• Task details:
Find the string "NoHandle" in the material. Copy every line that has it.
--- Records to process ---
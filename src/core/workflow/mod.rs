//! Workflow automation
//!
//! A workflow is a tree of steps (send, expect, assign, confirm, control,
//! delay, log, modbus) run against serial connections. Each run is an
//! execution instance owned by the [`ExecutionRegistry`], which supports
//! pause, resume, cancel and operator confirmations while the instance runs
//! on its own task.

pub mod confirm;
pub mod definition;
pub mod engine;
pub mod events;
pub mod execution;
pub mod recorder;
pub mod registry;

pub use confirm::{ConfirmationBroker, ConfirmationResponse};
pub use definition::{
    AssignStep, ConfirmStep, ControlKind, ControlStep, DelayStep, ExpectStep, LogStep, MatchKind,
    ModbusAction, ModbusStep, SendFormat, SendStep, Step, StepKind, ValidationError, WorkflowDefinition,
};
pub use engine::{EngineSettings, WorkflowEngine};
pub use events::{EventHub, EventSink, ExecutionEvent, Subscription};
pub use execution::{ExecutionSnapshot, ExecutionStatus, LogEntry, LogLevel, PauseReason};
pub use recorder::{ExecutionRecorder, JsonLinesRecorder};
pub use registry::{ExecutionRegistry, RegistrySettings, StartRequest};

use crate::core::protocol::ModbusError;
use crate::core::transport::{ConnectionHandle, TransportError};
use crate::core::variables::ExprError;
use thiserror::Error;

/// Errors returned by the workflow API
#[derive(Error, Debug)]
pub enum WorkflowError {
    /// Definition rejected before any I/O
    #[error("Invalid workflow: {0}")]
    Validation(#[from] ValidationError),

    /// Definition file could not be read or parsed
    #[error("Failed to load workflow: {0}")]
    Load(String),

    /// Unknown execution id
    #[error("Execution '{0}' not found")]
    NotFound(String),

    /// Operation not allowed in the current status
    #[error("Cannot {action} execution '{id}' while {status}")]
    InvalidState {
        /// Execution id
        id: String,
        /// Current status
        status: ExecutionStatus,
        /// Rejected operation
        action: &'static str,
    },

    /// Nothing is waiting for this confirmation (never registered, already
    /// answered, timed out, or cancelled)
    #[error("No pending confirmation for step '{step_id}' of execution '{execution_id}'")]
    NoPendingConfirmation {
        /// Execution id
        execution_id: String,
        /// Confirm step id
        step_id: String,
    },

    /// Recorder failure
    #[error("Recorder error: {0}")]
    Recorder(String),

    /// I/O error
    #[error("I/O error: {0}")]
    Io(#[from] std::io::Error),
}

/// Why a step failed; becomes the execution's error message
#[derive(Error, Debug)]
pub enum StepError {
    /// Expect did not see its pattern in time
    #[error("expected {kind} '{pattern}' within {timeout_ms} ms, got {received:?}")]
    ExpectationMismatch {
        /// Match kind
        kind: MatchKind,
        /// Pattern after substitution
        pattern: String,
        /// Wait budget
        timeout_ms: u64,
        /// Text collected before giving up
        received: String,
    },

    /// Nobody answered a Confirm step
    #[error("confirmation timed out after {0} ms")]
    ConfirmationTimeout(u64),

    /// Operator answered with confirmed = false
    #[error("operator rejected confirmation{}", .0.as_deref().map(|n| format!(" ({n})")).unwrap_or_default())]
    Rejected(Option<String>),

    /// Loop hit the iteration ceiling
    #[error("loop exceeded {0} iterations")]
    LoopCeiling(u32),

    /// No handle on the step and none on the execution
    #[error("no connection handle for this step")]
    NoHandle,

    /// Step data that only fails at run time (bad hex, out-of-range value)
    #[error("{0}")]
    InvalidData(String),

    /// Device I/O failure
    #[error("transport error: {0}")]
    Transport(#[from] TransportError),

    /// Modbus failure
    #[error("modbus error: {0}")]
    Modbus(#[from] ModbusError),

    /// Expression failure
    #[error("expression error: {0}")]
    Expression(#[from] ExprError),
}

/// A step failure tagged with the step that raised it
#[derive(Debug)]
pub struct StepFailure {
    /// Failing step id
    pub step_id: String,
    /// Cause
    pub error: StepError,
}

impl StepFailure {
    pub(crate) fn new(step_id: &str, error: impl Into<StepError>) -> Self {
        Self {
            step_id: step_id.to_string(),
            error: error.into(),
        }
    }

    /// Human-readable reason, always naming the step
    pub fn message(&self) -> String {
        format!("Step '{}' failed: {}", self.step_id, self.error)
    }
}

/// Handle used by a step: its own, else the execution default
pub(crate) fn resolve_handle(
    step: Option<ConnectionHandle>,
    default: Option<ConnectionHandle>,
) -> Result<ConnectionHandle, StepError> {
    step.or(default).ok_or(StepError::NoHandle)
}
---
• Answer for the task:
    NoHandle,
    step.or(default).ok_or(StepError::NoHandle)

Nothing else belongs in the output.